** Activity **
The response must contain every line below in which "testing" appears.

** Supplied data **
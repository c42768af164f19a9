//! Werewolf game engine with AI-driven characters.
//!
//! This crate provides:
//! - The full night and day protocol for seer, witch, guard, hunter, werewolves and villagers
//! - Pluggable decision providers: an LLM-backed one and an offline random one
//! - Per-character memory, visibility-filtered context and a provider call log
//! - A game engine with start, pause, resume and reset, streaming events to subscribers
//!
//! # Quick Start
//!
//! ```ignore
//! use std::sync::Arc;
//! use werewolf_core::{GameConfig, GameEngine, GameEvent, LlmDecisionProvider};
//!
//! #[tokio::main]
//! async fn main() -> Result<(), Box<dyn std::error::Error>> {
//!     let provider = Arc::new(LlmDecisionProvider::from_env()?);
//!     let mut engine = GameEngine::new(GameConfig::default(), provider);
//!     engine.load_roster_file("config/characters.json").await?;
//!
//!     let mut events = engine.subscribe();
//!     engine.start()?;
//!     while let Ok(event) = events.recv().await {
//!         if let GameEvent::Speak { speaker, .. } = &event {
//!             engine.acknowledge_playback(speaker);
//!         }
//!         println!("{}", event.message());
//!     }
//!     Ok(())
//! }
//! ```

pub mod calls;
pub mod character;
pub mod config;
pub mod context;
mod day;
pub mod decision;
pub mod engine;
pub mod error;
pub mod events;
pub mod game;
pub mod log;
pub mod moderator;
mod night;
pub mod playback;
pub mod role;
pub mod testing;
pub mod visibility;

// Primary public API
pub use calls::{CallId, CallLog, CallRecord};
pub use character::{Character, CharacterId, CharacterProfile, Memory};
pub use config::{GameConfig, PacingConfig, PolicyConfig, RosterConfig};
pub use decision::{
    DecisionError, DecisionKind, DecisionProvider, DecisionRequest, LlmDecisionProvider,
    RandomProvider, Selection, Verdict,
};
pub use engine::GameEngine;
pub use error::{GameError, GameResult};
pub use events::{EventHub, GameEvent, GameSnapshot};
pub use game::{Game, GameStatus, Phase};
pub use log::{GameLog, LogEntry, MessageType, Source};
pub use moderator::Moderator;
pub use role::{Faction, Role, RoleDeck};
pub use testing::{ScriptedProvider, TestHarness};
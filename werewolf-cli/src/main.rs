//! Werewolf terminal runner.
//!
//! Plays a full game between AI characters and prints it as it happens.
//!
//! ```bash
//! cargo run -p werewolf-cli -- --roster config/characters.json
//! cargo run -p werewolf-cli -- --offline --fast --seed 7
//! ```

mod console;

use anyhow::Context;
use clap::Parser;
use std::path::PathBuf;
use std::sync::Arc;
use tracing_subscriber::{layer::SubscriberExt, util::SubscriberInitExt};

use werewolf_core::{
    DecisionProvider, GameConfig, GameEngine, LlmDecisionProvider, PacingConfig, RandomProvider,
};

#[derive(Debug, Parser)]
#[command(name = "werewolf", about = "Run a werewolf game between AI characters")]
struct Args {
    /// Character roster (JSON array of profiles).
    #[arg(long, default_value = "config/characters.json")]
    roster: PathBuf,

    /// Game configuration (JSON). Defaults are used when omitted.
    #[arg(long)]
    config: Option<PathBuf>,

    /// Use the random provider instead of an LLM. No API key needed.
    #[arg(long)]
    offline: bool,

    /// Seed the game RNG for a reproducible deal.
    #[arg(long)]
    seed: Option<u64>,

    /// Skip pacing delays between phases.
    #[arg(long)]
    fast: bool,
}

#[tokio::main]
async fn main() -> anyhow::Result<()> {
    // Load .env file if present
    dotenvy::dotenv().ok();

    tracing_subscriber::registry()
        .with(
            tracing_subscriber::EnvFilter::try_from_default_env()
                .unwrap_or_else(|_| "werewolf_core=info,werewolf=info".into()),
        )
        .with(tracing_subscriber::fmt::layer().with_writer(std::io::stderr))
        .init();

    let args = Args::parse();

    let mut config = match &args.config {
        Some(path) => GameConfig::load(path)
            .await
            .with_context(|| format!("loading config from {}", path.display()))?,
        None => GameConfig::default(),
    };
    if let Some(seed) = args.seed {
        config = config.with_seed(seed);
    }
    if args.fast {
        config = config.with_pacing(PacingConfig::instant());
    }

    let provider: Arc<dyn DecisionProvider> = if args.offline {
        Arc::new(match config.seed {
            Some(seed) => RandomProvider::seeded(seed),
            None => RandomProvider::new(),
        })
    } else {
        match LlmDecisionProvider::from_env() {
            Ok(provider) => Arc::new(provider),
            Err(e) => {
                eprintln!("Error: {e}");
                eprintln!("Set LLM_API_KEY in .env or the environment, or pass --offline.");
                std::process::exit(1);
            }
        }
    };
    tracing::info!(provider = provider.name(), "Starting werewolf");

    let mut engine = GameEngine::new(config, provider);
    engine
        .load_roster_file(&args.roster)
        .await
        .with_context(|| format!("loading roster from {}", args.roster.display()))?;

    console::run(engine).await
}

** Exercise answer **
pub mod testing;
pub use testing::{ScriptedProvider, TestHarness};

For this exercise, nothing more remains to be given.